=== Begin Enclosure ===

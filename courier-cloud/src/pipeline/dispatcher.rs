//! Message Dispatcher
//!
//! normalize → render → record intent (`pending`) → send → complete.
//! The record is written before the channel call so a crash mid-send still
//! leaves an auditable trace.

use std::sync::Arc;
use std::time::Duration;

use courier_channel::{ChannelError, MessageChannel, PhoneNormalizer};
use shared::models::{DispatchDebug, NotificationCreate, NotificationOutcome};
use tracing::instrument;

use super::error::DispatchError;
use super::template::{TemplateRenderer, TemplateVars};
use super::traits::NotificationStore;

/// What to send
#[derive(Debug, Clone)]
pub enum MessageBody {
    /// Render the template stored for `status_key`
    Template {
        status_key: String,
        vars: TemplateVars,
    },
    /// Pre-rendered text, bypasses templating
    Custom(String),
}

/// A delivered message
#[derive(Debug, Clone, PartialEq)]
pub struct DispatchResult {
    /// NotificationRecord id (None for messages without an order)
    pub record_id: Option<i64>,
    /// Identifier returned by the channel
    pub message_id: Option<String>,
    /// Normalized phone
    pub phone: String,
    pub message: String,
}

#[derive(Clone)]
pub struct MessageDispatcher {
    channel: Arc<dyn MessageChannel>,
    records: Arc<dyn NotificationStore>,
    renderer: TemplateRenderer,
    normalizer: PhoneNormalizer,
    timeout: Duration,
}

impl MessageDispatcher {
    pub fn new(
        channel: Arc<dyn MessageChannel>,
        records: Arc<dyn NotificationStore>,
        renderer: TemplateRenderer,
        normalizer: PhoneNormalizer,
        timeout: Duration,
    ) -> Self {
        Self {
            channel,
            records,
            renderer,
            normalizer,
            timeout,
        }
    }

    fn debug_bundle(&self, phone: &str) -> DispatchDebug {
        let info = self.channel.info();
        DispatchDebug {
            credentials_configured: info.credentials_configured,
            base_url: info.base_url,
            phone: phone.to_string(),
        }
    }

    /// Send one message, optionally tied to an order.
    ///
    /// Does not deduplicate: each call is one send attempt.
    #[instrument(skip(self, raw_phone, body, order_id), fields(order_id = order_id.unwrap_or("-")))]
    pub async fn dispatch(
        &self,
        raw_phone: &str,
        body: MessageBody,
        order_id: Option<&str>,
    ) -> Result<DispatchResult, DispatchError> {
        let phone = self.normalizer.normalize(raw_phone);
        if phone.is_empty() {
            return Err(DispatchError::InvalidPhone {
                raw: raw_phone.to_string(),
            });
        }

        // Fail fast: without a credential nothing is sent or recorded
        if !self.channel.info().credentials_configured {
            tracing::warn!(phone = %phone, "Message channel has no credential configured");
            return Err(DispatchError::NotConfigured {
                debug: self.debug_bundle(&phone),
            });
        }

        let message = match body {
            MessageBody::Template { status_key, vars } => {
                self.renderer.render(&status_key, &vars).await
            }
            MessageBody::Custom(text) => text,
        };

        let record_id = match order_id {
            Some(order_id) => {
                let record = self
                    .records
                    .create_pending(NotificationCreate {
                        phone: phone.clone(),
                        message: message.clone(),
                        order_id: Some(order_id.to_string()),
                    })
                    .await
                    .map_err(DispatchError::Record)?;
                Some(record.id)
            }
            None => None,
        };

        // A self-bounded channel (e.g. a strategy list) gets its full budget
        let budget = self
            .channel
            .send_budget()
            .map_or(self.timeout, |b| b.max(self.timeout));
        let sent = match tokio::time::timeout(budget, self.channel.send_text(&phone, &message)).await
        {
            Ok(result) => result,
            Err(_) => Err(ChannelError::Timeout(budget)),
        };

        match sent {
            Ok(sent) => {
                if let Some(id) = record_id {
                    let outcome = NotificationOutcome::Sent {
                        provider_message_id: sent.id.clone(),
                    };
                    // The message is out; a bookkeeping failure does not undo that
                    if let Err(e) = self.records.complete(id, outcome).await {
                        tracing::warn!(record_id = id, error = %e, "Failed to mark notification sent");
                    }
                }
                tracing::info!(phone = %phone, message_id = ?sent.id, "Message sent");
                Ok(DispatchResult {
                    record_id,
                    message_id: sent.id,
                    phone,
                    message,
                })
            }
            Err(source) => {
                if let Some(id) = record_id {
                    let outcome = NotificationOutcome::Failed {
                        error: source.payload(),
                    };
                    if let Err(e) = self.records.complete(id, outcome).await {
                        tracing::warn!(record_id = id, error = %e, "Failed to mark notification failed");
                    }
                }
                tracing::warn!(phone = %phone, error = %source, "Message channel send failed");
                Err(DispatchError::Channel {
                    record_id,
                    debug: self.debug_bundle(&phone),
                    source,
                })
            }
        }
    }
}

=== End Enclosure ===

Your assignment: Reproduce the entries exactly, but only from their first line to the line holding "use std::sync::Arc;", with that last line kept.

Answer for the task:
filename courier-cloud/src/pipeline/dispatcher.rs
//! Message Dispatcher
//!
//! normalize → render → record intent (`pending`) → send → complete.
//! The record is written before the channel call so a crash mid-send still
//! leaves an auditable trace.

use std::sync::Arc;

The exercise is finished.